We describe the surface behavior of PS-b-PAA monolayers at the air/water interface using N,N-dimethyformamide (DMF) as spreading solvent. At low pH, when the PAA blocks are neutral, the surface pressure versus molecular area isotherm shows a pseudoplateau associated with the presence of remaining spreading solvent molecules in the monolayer, as we described in a former study (Guennouni et al., Langmuir, 2016). We show here that the width of the plateau decreases when increasing pH up to its complete disappearance at high pH, when PAA blocks are fully charged, although two regimes of compressibilities on the isotherm still exist.

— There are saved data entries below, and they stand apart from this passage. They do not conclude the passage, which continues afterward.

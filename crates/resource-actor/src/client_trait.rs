//! # ActorClient Trait
//!
//! Provides a common interface for resource-specific clients, adding default read
//! methods (`load`, `refresh`, `get`, `snapshot`, `subscribe`) built on top of a generic
//! `ResourceClient`.
use crate::message::Snapshot;
use crate::{ActorEntity, FrameworkError, ResourceClient};
use async_trait::async_trait;
use tokio::sync::watch;

/// Trait for resource-specific clients to inherit the standard read operations.
///
/// Implementors only provide access to the inner client and an error mapping; writes
/// stay on the concrete client because they usually need domain-specific checks.
///
/// # Example
///
/// ```rust,ignore
/// #[async_trait]
/// impl ActorClient<Product> for ProductClient {
///     type Error = ProductError;
///
///     fn inner(&self) -> &ResourceClient<Product> {
///         &self.inner
///     }
///
///     fn map_error(e: FrameworkError) -> Self::Error {
///         ProductError::from_framework(e)
///     }
/// }
///
/// // refresh(), get() and snapshot() are provided automatically
/// let products = client.refresh().await?;
/// ```
#[async_trait]
pub trait ActorClient<T: ActorEntity>: Send + Sync {
    /// The resource-specific error type.
    type Error: Send + Sync;

    /// Access the inner generic ResourceClient.
    fn inner(&self) -> &ResourceClient<T>;

    /// Map framework errors to the specific resource error type.
    fn map_error(e: FrameworkError) -> Self::Error;

    /// Re-fetch the snapshot, switching the server-side query when one is given.
    #[tracing::instrument(skip(self))]
    async fn load(&self, query: Option<T::Query>) -> Result<Snapshot<T>, Self::Error> {
        tracing::debug!("Sending request");
        self.inner().load(query).await.map_err(Self::map_error)
    }

    /// Re-fetch the snapshot with the current query.
    async fn refresh(&self) -> Result<Snapshot<T>, Self::Error> {
        self.load(None).await
    }

    /// Look an entity up in the snapshot, after every request queued before it.
    #[tracing::instrument(skip(self))]
    async fn get(&self, id: T::Id) -> Result<Option<T>, Self::Error> {
        tracing::debug!("Sending request");
        self.inner().get(id).await.map_err(Self::map_error)
    }

    /// The last published snapshot.
    fn snapshot(&self) -> Snapshot<T> {
        self.inner().snapshot()
    }

    /// Notifications for every new snapshot.
    fn subscribe(&self) -> watch::Receiver<Snapshot<T>> {
        self.inner().subscribe()
    }
}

A refined structural study at pH 9 combining specular neutron reflectivity (SNR), grazing-incidence small-angle X-ray scattering (GISAXS), and atomic force microscopy (AFM) in liquid measurements shows that (i) PAA blocks are stretched in solution, as expected from polyelectrolyte brushes in the osmotic regime; (ii) the system undergoes a spinodal decomposition during deposit at the air/water interface in the presence of DMF. Upon compression, the Qxy* position of the peak associated with the spinodal structure remains almost constant but its intensity evolves strongly and passes through a maximum at intermediate pressures. This reveals two operating processes in the system: strong electrostatic repulsions between chains that prevent in-plane reorganizations and force such reorganizations to occur from the surface to the volume and progressive expulsion of the DMF molecules from the monolayer. These processes have antagonist effects on the intensity of the peak: the increase of the repulsions makes it more pronounced, whereas the expulsion of solvent makes it vanish due to the loss of contrast.